WHAT YOU HAVE TO DO: If a line below contains the string "DateTimeOffset", return that line.
*** DATA FOR ANALYSIS ***
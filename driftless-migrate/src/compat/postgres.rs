//! PostgreSQL type rules.

use driftless_model::Dialect;

use super::{RawType, SqlType, TypeFamily, TypeOracle, UNBOUNDED};

/// Type rules for PostgreSQL.
#[derive(Debug, Clone, Copy, Default)]
pub struct PostgresOracle;

impl TypeOracle for PostgresOracle {
    fn dialect(&self) -> Dialect {
        Dialect::PostgreSql
    }

    fn classify(&self, type_name: &str) -> SqlType {
        let raw = RawType::parse(type_name);
        match raw.name.as_str() {
            "SMALLINT" | "INT2" | "SMALLSERIAL" | "SERIAL2" => SqlType::integer("SMALLINT", 2),
            "INTEGER" | "INT" | "INT4" | "SERIAL" | "SERIAL4" => SqlType::integer("INTEGER", 4),
            "BIGINT" | "INT8" | "BIGSERIAL" | "SERIAL8" => SqlType::integer("BIGINT", 8),

            "CHARACTER VARYING" | "VARCHAR" => {
                SqlType::of(TypeFamily::String, "VARCHAR").with_capacity(raw.length())
            }
            "CHARACTER" | "CHAR" | "BPCHAR" => {
                SqlType::of(TypeFamily::String, "CHAR").with_capacity(raw.length())
            }
            "TEXT" | "CITEXT" => {
                SqlType::of(TypeFamily::String, raw.name.clone()).with_capacity(Some(UNBOUNDED))
            }

            "BYTEA" => SqlType::of(TypeFamily::Binary, "BYTEA").with_capacity(Some(UNBOUNDED)),

            "NUMERIC" | "DECIMAL" => {
                let (precision, scale) = raw.precision_scale();
                SqlType::of(TypeFamily::Decimal, "NUMERIC").with_precision(precision, scale)
            }

            "TIMESTAMP" | "TIMESTAMP WITHOUT TIME ZONE" => {
                SqlType::of(TypeFamily::DateTime, "TIMESTAMP")
            }
            "TIMESTAMPTZ" | "TIMESTAMP WITH TIME ZONE" => {
                SqlType::of(TypeFamily::DateTime, "TIMESTAMPTZ")
            }
            "TIME" | "TIME WITHOUT TIME ZONE" => SqlType::of(TypeFamily::DateTime, "TIME"),
            "TIMETZ" | "TIME WITH TIME ZONE" => SqlType::of(TypeFamily::DateTime, "TIMETZ"),
            "DATE" => SqlType::of(TypeFamily::DateTime, "DATE"),
            "INTERVAL" => SqlType::of(TypeFamily::DateTime, "INTERVAL"),

            "BOOLEAN" | "BOOL" => SqlType::of(TypeFamily::Other, "BOOLEAN"),
            "REAL" | "FLOAT4" => SqlType::of(TypeFamily::Other, "REAL"),
            "DOUBLE PRECISION" | "FLOAT8" | "FLOAT" => {
                SqlType::of(TypeFamily::Other, "DOUBLE PRECISION")
            }
            _ => SqlType::of(TypeFamily::Other, raw.name.clone()),
        }
    }
}

#[cfg(test)]
mod tests {
    use super::*;
    use driftless_model::{ColumnDefinition, PropertyDefinition, ValueKind};

    #[test]
    fn test_catalog_names_match_declared_names() {
        let oracle = PostgresOracle;
        let cases = [
            (ValueKind::Boolean, "boolean"),
            (ValueKind::Int32, "integer"),
            (ValueKind::Int64, "bigint"),
            (ValueKind::Float64, "double precision"),
            (ValueKind::Guid, "uuid"),
            (ValueKind::DateTime, "timestamp without time zone"),
            (ValueKind::DateTimeOffset, "timestamp with time zone"),
            (ValueKind::Time, "time without time zone"),
            (ValueKind::Binary, "bytea"),
            (ValueKind::String, "text"),
        ];

        for (kind, data_type) in cases {
            let declared = PropertyDefinition::new("c", kind);
            let actual = ColumnDefinition::new("c", data_type);
            assert!(oracle.is_compatible(&declared, &actual), "{:?} vs {}", kind, data_type);
        }
    }

    #[test]
    fn test_varchar_widening() {
        let oracle = PostgresOracle;
        let actual = ColumnDefinition::new("name", "character varying").max_length(50);

        let wider = PropertyDefinition::new("name", ValueKind::String).max_length(100);
        let narrower = PropertyDefinition::new("name", ValueKind::String).max_length(20);
        let no_length = PropertyDefinition::new("name", ValueKind::String);

        assert!(!oracle.is_compatible(&wider, &actual));
        assert!(oracle.is_compatible(&narrower, &actual));
        assert!(oracle.is_compatible(&no_length, &actual));
        assert!(oracle.is_compatible(&wider, &ColumnDefinition::new("name", "text")));
    }

    #[test]
    fn test_numeric_from_catalog_metadata() {
        let oracle = PostgresOracle;
        let declared = PropertyDefinition::new("total", ValueKind::Decimal).precision(12, 2);

        assert!(!oracle.is_compatible(
            &declared,
            &ColumnDefinition::new("total", "numeric").precision(10, 2)
        ));
        assert!(oracle.is_compatible(
            &declared,
            &ColumnDefinition::new("total", "numeric").precision(14, 4)
        ));
        assert!(oracle.is_compatible(&declared, &ColumnDefinition::new("total", "numeric")));
    }

    #[test]
    fn test_timestamp_granularity_not_coerced() {
        let oracle = PostgresOracle;
        let declared = PropertyDefinition::new("at", ValueKind::DateTimeOffset);
        assert!(!oracle.is_compatible(
            &declared,
            &ColumnDefinition::new("at", "timestamp without time zone")
        ));
        assert!(!oracle.is_compatible(&declared, &ColumnDefinition::new("at", "date")));
    }
}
*** End of DATA FOR ANALYSIS ***
EXERCISE SOLUTION:
            (ValueKind::DateTimeOffset, "timestamp with time zone"),
        let declared = PropertyDefinition::new("at", ValueKind::DateTimeOffset);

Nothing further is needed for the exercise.